↓↓↓

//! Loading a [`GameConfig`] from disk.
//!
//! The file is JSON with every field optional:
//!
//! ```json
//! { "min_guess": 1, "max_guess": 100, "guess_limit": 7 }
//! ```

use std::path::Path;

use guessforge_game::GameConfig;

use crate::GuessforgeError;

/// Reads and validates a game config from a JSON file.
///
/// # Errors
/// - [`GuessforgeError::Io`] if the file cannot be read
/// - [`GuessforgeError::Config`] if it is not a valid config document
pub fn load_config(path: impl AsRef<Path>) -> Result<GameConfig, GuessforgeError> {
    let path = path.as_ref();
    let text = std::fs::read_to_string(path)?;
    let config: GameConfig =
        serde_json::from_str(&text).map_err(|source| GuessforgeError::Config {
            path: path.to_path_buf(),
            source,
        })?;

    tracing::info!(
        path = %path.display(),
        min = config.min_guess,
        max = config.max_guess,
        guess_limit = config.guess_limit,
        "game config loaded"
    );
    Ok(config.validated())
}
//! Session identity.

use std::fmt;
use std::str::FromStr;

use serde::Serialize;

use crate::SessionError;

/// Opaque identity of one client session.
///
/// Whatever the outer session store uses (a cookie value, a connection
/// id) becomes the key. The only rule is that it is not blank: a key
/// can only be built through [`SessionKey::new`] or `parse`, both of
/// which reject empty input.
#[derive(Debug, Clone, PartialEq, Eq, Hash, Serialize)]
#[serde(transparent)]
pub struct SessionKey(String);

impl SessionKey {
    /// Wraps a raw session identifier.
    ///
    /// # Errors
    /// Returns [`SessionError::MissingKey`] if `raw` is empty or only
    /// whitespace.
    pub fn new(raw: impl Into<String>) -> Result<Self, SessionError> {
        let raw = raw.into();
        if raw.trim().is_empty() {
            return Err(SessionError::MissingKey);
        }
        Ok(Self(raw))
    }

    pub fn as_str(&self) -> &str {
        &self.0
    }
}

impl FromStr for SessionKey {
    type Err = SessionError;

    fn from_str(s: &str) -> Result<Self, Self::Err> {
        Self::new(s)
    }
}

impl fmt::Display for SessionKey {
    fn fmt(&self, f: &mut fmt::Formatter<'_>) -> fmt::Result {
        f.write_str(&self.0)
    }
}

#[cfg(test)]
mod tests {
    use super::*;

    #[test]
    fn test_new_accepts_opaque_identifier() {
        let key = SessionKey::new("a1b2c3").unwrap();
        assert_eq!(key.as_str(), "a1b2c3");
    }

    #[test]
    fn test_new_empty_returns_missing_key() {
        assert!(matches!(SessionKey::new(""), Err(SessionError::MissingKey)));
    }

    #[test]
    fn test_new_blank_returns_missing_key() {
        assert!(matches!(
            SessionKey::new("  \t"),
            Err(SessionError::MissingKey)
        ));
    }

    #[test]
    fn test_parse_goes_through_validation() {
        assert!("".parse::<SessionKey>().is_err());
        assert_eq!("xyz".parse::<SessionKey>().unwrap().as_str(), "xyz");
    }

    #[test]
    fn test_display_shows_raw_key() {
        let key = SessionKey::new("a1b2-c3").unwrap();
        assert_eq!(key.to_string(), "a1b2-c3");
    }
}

↑↑↑

*EXERCISE DESCRIPTION*
Restate word for word the entries above, starting at the line with "a JSON file." and ending at the line with "type Err = SessionError;", inclusive, and no others.

*TASK RESPONSE*
/// Reads and validates a game config from a JSON file.
///
/// # Errors
/// - [`GuessforgeError::Io`] if the file cannot be read
/// - [`GuessforgeError::Config`] if it is not a valid config document
pub fn load_config(path: impl AsRef<Path>) -> Result<GameConfig, GuessforgeError> {
    let path = path.as_ref();
    let text = std::fs::read_to_string(path)?;
    let config: GameConfig =
        serde_json::from_str(&text).map_err(|source| GuessforgeError::Config {
            path: path.to_path_buf(),
            source,
        })?;

    tracing::info!(
        path = %path.display(),
        min = config.min_guess,
        max = config.max_guess,
        guess_limit = config.guess_limit,
        "game config loaded"
    );
    Ok(config.validated())
}
//! Session identity.

use std::fmt;
use std::str::FromStr;

use serde::Serialize;

use crate::SessionError;

/// Opaque identity of one client session.
///
/// Whatever the outer session store uses (a cookie value, a connection
/// id) becomes the key. The only rule is that it is not blank: a key
/// can only be built through [`SessionKey::new`] or `parse`, both of
/// which reject empty input.
#[derive(Debug, Clone, PartialEq, Eq, Hash, Serialize)]
#[serde(transparent)]
pub struct SessionKey(String);

impl SessionKey {
    /// Wraps a raw session identifier.
    ///
    /// # Errors
    /// Returns [`SessionError::MissingKey`] if `raw` is empty or only
    /// whitespace.
    pub fn new(raw: impl Into<String>) -> Result<Self, SessionError> {
        let raw = raw.into();
        if raw.trim().is_empty() {
            return Err(SessionError::MissingKey);
        }
        Ok(Self(raw))
    }

    pub fn as_str(&self) -> &str {
        &self.0
    }
}

impl FromStr for SessionKey {
    type Err = SessionError;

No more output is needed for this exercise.